Suena el timbre. Atravesamos una puerta en la que se lee «Teatro y aseos» y bajamos a tientas por una escalera empinada y vieja hasta llegar a un sótano convertido en pequeño teatro. El programa es una simple hoja que nos va repartiendo el director a medida que entramos. La sala huele a moho y a pesar de la oscuridad se vislumbra que el sitio es cutre; delante de mí hay una columna en la que puedo apoyar la mejilla. De la calle llega el ruido de alarmas de coches y de lo alto de la escalera el de un grupo de personas dando vítores. Pero en esta pequeña sala el silencio está cargado de la concentración y la esperanza de algo bello, aunque hecho en casa. Por primera vez en muchos años siento la pureza e intensidad del teatro.

Cuando salgo durante el intermedio me percato de la presencia de Archie, que sube por la escalera detrás de mí. Una vez arriba, resollando, me agarra el brazo para mantener el equilibrio. Pido una bebida y, para estar solo, salgo a la calle a tomármela. Me aterroriza pensar que si mis amigos, la gente «importante», se quedan después del intermedio es porque me molestaría que se marchasen; y que si ante mí alaban a Florence es sólo porque habrán adivinado que hay algo entre nosotros. Para mí es evidente la profundidad y pasión de Florence sobre el escenario. Pero sé que lo que los artistas encuentran interesante sobre su propio trabajo, la parte que consideran original y penetrante, no tiene por qué impresionar necesariamente a la audiencia, que puede no percatarse siquiera, concentrada simplemente en seguir la historia que se cuenta.

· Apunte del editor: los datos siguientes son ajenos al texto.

use crate::support::*;
use axum::http::StatusCode;
use quarry::db::{search::SearchRequest, MemoryStore};
use quarry::models::UserMapper;
use quarry::Error;
use serde_json::json;
use std::sync::Arc;

#[tokio::test]
async fn malformed_queries_are_client_errors() -> anyhow::Result<()> {
    let app = TestApp::new()?;
    for query in [
        "unknownField = 5",
        "password = 'secret'",
        "name = ",
        "(age > 3",
        "age > 'old'",
        "name > 'B'",
        "active contains 'tr'",
        "name = 'unterminated",
    ] {
        let (status, body) = app.get(&search_uri("users", &[("query", query)])).await?;
        assert_status(status, StatusCode::BAD_REQUEST, query);
        assert_error_kind(&body, "malformed_query");
    }
    Ok(())
}

#[tokio::test]
async fn deeply_nested_query_is_a_client_error() -> anyhow::Result<()> {
    let app = TestApp::new()?;
    let depth = 10_000;
    let query = format!("{}name = 'x'{}", "(".repeat(depth), ")".repeat(depth));
    let (status, body) = app.get(&search_uri("users", &[("query", query.as_str())])).await?;
    assert_status(status, StatusCode::BAD_REQUEST, "deep nesting");
    assert_error_kind(&body, "malformed_query");

    let query = vec!["age > 1"; 1_000].join(" and ");
    let (status, body) = app.get(&search_uri("users", &[("query", query.as_str())])).await?;
    assert_status(status, StatusCode::BAD_REQUEST, "long chain");
    assert_error_kind(&body, "malformed_query");
    Ok(())
}

#[tokio::test]
async fn malformed_query_names_the_offending_token() -> anyhow::Result<()> {
    let app = TestApp::new()?;
    let err = app
        .state
        .search_engine
        .search(
            &UserMapper,
            &SearchRequest::new(10, 0).with_query("unknownField = 5"),
        )
        .await
        .unwrap_err();
    assert!(matches!(err, Error::MalformedQuery(_)));
    assert!(err.to_string().contains("unknownField"), "{err}");
    Ok(())
}

#[tokio::test]
async fn invalid_sort_direction_is_rejected() -> anyhow::Result<()> {
    let app = TestApp::new()?;
    let (status, body) = app
        .get("/api/v1/users/search?sortBy=name&sortDir=sideways")
        .await?;
    assert_status(status, StatusCode::BAD_REQUEST, "bad direction");
    assert_error_kind(&body, "invalid_sort_direction");
    Ok(())
}

#[tokio::test]
async fn invalid_pagination_is_rejected() -> anyhow::Result<()> {
    let app = TestApp::new_with_config(|config| config.search.max_page_size = 50)?;
    for uri in [
        "/api/v1/users/search?size=0",
        "/api/v1/users/search?size=-3",
        "/api/v1/users/search?size=51",
        "/api/v1/users/search?page=-1",
        "/api/v1/users/search?size=ten",
        "/api/v1/users/search?size=2&page=9223372036854775807",
    ] {
        let (status, body) = app.get(uri).await?;
        assert_status(status, StatusCode::BAD_REQUEST, uri);
        assert_error_kind(&body, "invalid_pagination");
    }

    let err = app
        .state
        .search_engine
        .search(&UserMapper, &SearchRequest::new(0, 0))
        .await
        .unwrap_err();
    assert!(matches!(err, Error::InvalidPagination(_)));
    Ok(())
}

#[tokio::test]
async fn store_failure_is_service_unavailable() -> anyhow::Result<()> {
    let app = TestApp::with_store(Arc::new(UnavailableStore), |_| {});
    let (status, body) = app.get("/api/v1/users/search").await?;
    assert_status(status, StatusCode::SERVICE_UNAVAILABLE, "store down");
    assert_error_kind(&body, "store_unavailable");

    let err = app
        .state
        .search_engine
        .search(&UserMapper, &SearchRequest::new(5, 0))
        .await
        .unwrap_err();
    assert!(matches!(err, Error::StoreUnavailable { .. }));
    Ok(())
}

#[tokio::test]
async fn validation_happens_before_the_store_is_touched() -> anyhow::Result<()> {
    let app = TestApp::with_store(Arc::new(UnavailableStore), |_| {});
    let (status, body) = app
        .get(&search_uri("users", &[("query", "nope = 1")]))
        .await?;
    assert_status(status, StatusCode::BAD_REQUEST, "bad query, store down");
    assert_error_kind(&body, "malformed_query");
    Ok(())
}

#[tokio::test]
async fn undecodable_document_is_an_internal_error() -> anyhow::Result<()> {
    let store = MemoryStore::new();
    store.insert("users", json!({"id": "x", "name": "Broken", "age": "forty"}))?;
    let app = TestApp::with_store(Arc::new(store), |_| {});

    let (status, body) = app.get("/api/v1/users/search").await?;
    assert_status(status, StatusCode::INTERNAL_SERVER_ERROR, "decode failure");
    assert_error_kind(&body, "internal");
    assert_eq!(body["message"], "Internal server error");
    Ok(())
}

#[tokio::test]
async fn health_reports_ok() -> anyhow::Result<()> {
    let app = TestApp::new()?;
    let (status, body) = app.get("/health").await?;
    assert_status(status, StatusCode::OK, "health");
    assert_eq!(body["status"], "ok");
    Ok(())
}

La cabeza de Archie asoma por la puerta del bar. Sus ojos dan conmigo y se acerca. Veo que lleva con él a su hijo Ben.

—Hola, Rob. ¿Dónde está Matt? —pregunta Ben.

—Matt es mi hijo —le explico a Archie—. Está en la cama, espero.

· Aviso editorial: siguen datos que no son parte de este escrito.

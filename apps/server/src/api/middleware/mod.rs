//! Middleware stack for the API

pub mod layers;

pub use layers::{cors, trace};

—¿Os conocéis? —inquiere Archie.

Le doy un tirón a la gorra de béisbol de Ben y digo:

—Nos hemos visto en el parque.

—En el salón de té —añade el chaval—. A él y a mamá les gusta hablar. —Me mira—. A ella le gustaría actuar en una película en la que salieras tú. Y a mí también. Voy a ser actor. Los chicos de la escuela opinan que eres el mejor.

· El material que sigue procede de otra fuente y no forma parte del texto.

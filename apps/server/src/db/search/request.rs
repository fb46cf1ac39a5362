//! Search request, sort and page-window types

use crate::{Error, Result};
use serde::{Deserialize, Serialize};
use std::fmt;

/// Raw search input as received from a caller.
///
/// Page numbers are zero-based. Signed integers are kept so that negative input
/// reaches validation instead of failing deserialization.
#[derive(Debug, Clone, Default, PartialEq, Eq, Serialize, Deserialize)]
#[serde(rename_all = "camelCase")]
pub struct SearchRequest {
    pub page_size: i64,
    pub page_number: i64,
    pub sort_direction: Option<String>,
    pub query: Option<String>,
    pub sort_field: Option<String>,
}

impl SearchRequest {
    pub fn new(page_size: i64, page_number: i64) -> Self {
        Self {
            page_size,
            page_number,
            ..Default::default()
        }
    }

    pub fn with_query(mut self, query: impl Into<String>) -> Self {
        self.query = Some(query.into());
        self
    }

    pub fn with_sort(mut self, field: impl Into<String>, direction: impl Into<String>) -> Self {
        self.sort_field = Some(field.into());
        self.sort_direction = Some(direction.into());
        self
    }

    pub fn with_sort_field(mut self, field: impl Into<String>) -> Self {
        self.sort_field = Some(field.into());
        self
    }
}

#[derive(Debug, Clone, Copy, PartialEq, Eq, Default, Serialize, Deserialize)]
#[serde(rename_all = "UPPERCASE")]
pub enum SortDirection {
    #[default]
    Asc,
    Desc,
}

impl SortDirection {
    /// Parse `ASC`/`DESC`, ignoring case and surrounding whitespace.
    pub fn parse(raw: &str) -> Result<Self> {
        match raw.trim().to_ascii_uppercase().as_str() {
            "ASC" => Ok(Self::Asc),
            "DESC" => Ok(Self::Desc),
            _ => Err(Error::InvalidSortDirection(raw.to_string())),
        }
    }

    pub fn is_ascending(self) -> bool {
        self == Self::Asc
    }

    pub fn as_sql(self) -> &'static str {
        match self {
            Self::Asc => "ASC",
            Self::Desc => "DESC",
        }
    }
}

impl fmt::Display for SortDirection {
    fn fmt(&self, f: &mut fmt::Formatter<'_>) -> fmt::Result {
        f.write_str(self.as_sql())
    }
}

/// Field used when a request names no sort field.
pub const DEFAULT_SORT_FIELD: &str = "id";

#[derive(Debug, Clone, PartialEq, Eq, Serialize, Deserialize)]
pub struct SortSpec {
    pub field: String,
    pub direction: SortDirection,
}

impl SortSpec {
    pub fn new(field: impl Into<String>, direction: SortDirection) -> Self {
        Self {
            field: field.into(),
            direction,
        }
    }

    pub fn is_id(&self) -> bool {
        self.field == DEFAULT_SORT_FIELD
    }
}

impl Default for SortSpec {
    fn default() -> Self {
        Self::new(DEFAULT_SORT_FIELD, SortDirection::Asc)
    }
}

/// Validated page window: which slice of the sorted, filtered set to fetch.
#[derive(Debug, Clone, Copy, PartialEq, Eq)]
pub struct PageWindow {
    pub page_number: u64,
    pub page_size: u64,
}

impl PageWindow {
    /// Validate raw paging input. `page_size` must be in `1..=max_page_size`,
    /// `page_number` non-negative, and the offset must fit in an `i64` (the
    /// range of a PostgreSQL `OFFSET`).
    pub fn new(page_size: i64, page_number: i64, max_page_size: u64) -> Result<Self> {
        if page_size <= 0 {
            return Err(Error::InvalidPagination(format!(
                "pageSize must be greater than 0 (got {page_size})"
            )));
        }
        if page_number < 0 {
            return Err(Error::InvalidPagination(format!(
                "pageNumber must not be negative (got {page_number})"
            )));
        }
        if (page_size as u64) > max_page_size {
            return Err(Error::InvalidPagination(format!(
                "pageSize must not exceed {max_page_size} (got {page_size})"
            )));
        }
        if page_number.checked_mul(page_size).is_none() {
            return Err(Error::InvalidPagination(format!(
                "pageNumber {page_number} is out of range for pageSize {page_size}"
            )));
        }
        Ok(Self {
            page_number: page_number as u64,
            page_size: page_size as u64,
        })
    }

    pub fn offset(&self) -> u64 {
        // Checked in `new`.
        self.page_number * self.page_size
    }

    pub fn limit(&self) -> u64 {
        self.page_size
    }
}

—Gracias. —Miro a Archie—. Supongo que será una escuela cara.

Archie permanece allí de pie con la mirada perdida, pero su mente está trabajando.

—¿Qué te parece mamá en esta obra de teatro? —le pregunto a Ben.

—Está genial.

—¿Qué opinas tú? —me pregunta Archie—. Como actor de cine y teatro.

—Parece sentirse cómoda en el escenario.

—¿Llegará lejos?

—Cuanto más trabaje, más lejos llegará.

—¿Es así como funciona? —me pregunta—. ¿Es así como lo consigues tú?

—En parte. También tengo talento.

Me mira con odio y dice:

—Seguirá adelante, ¿no crees?

—Si quiere mejorar, debe hacerlo.

Parece orgulloso y enojado al mismo tiempo, tiene la mirada turbia, como si su universo familiar estuviese desapareciendo en la bruma. Hasta el momento Florence ha ido al ritmo de él. Me pregunto si ahora él será capaz de seguir el de ella, y si ella querrá que él lo haga.

Vuelvo dentro y encuentro a mis amigos; de pronto aparece él detrás de mí, interrumpiéndome, y me dice que debe hablar conmigo urgentemente.

—Conforme pasa el tiempo, amo a Florence cada vez más —me dice—. Simplemente quería que lo supieses.

—Sí —digo—. Muy bien.

—Perfecto —dice—. Perfecto. Te veo abajo.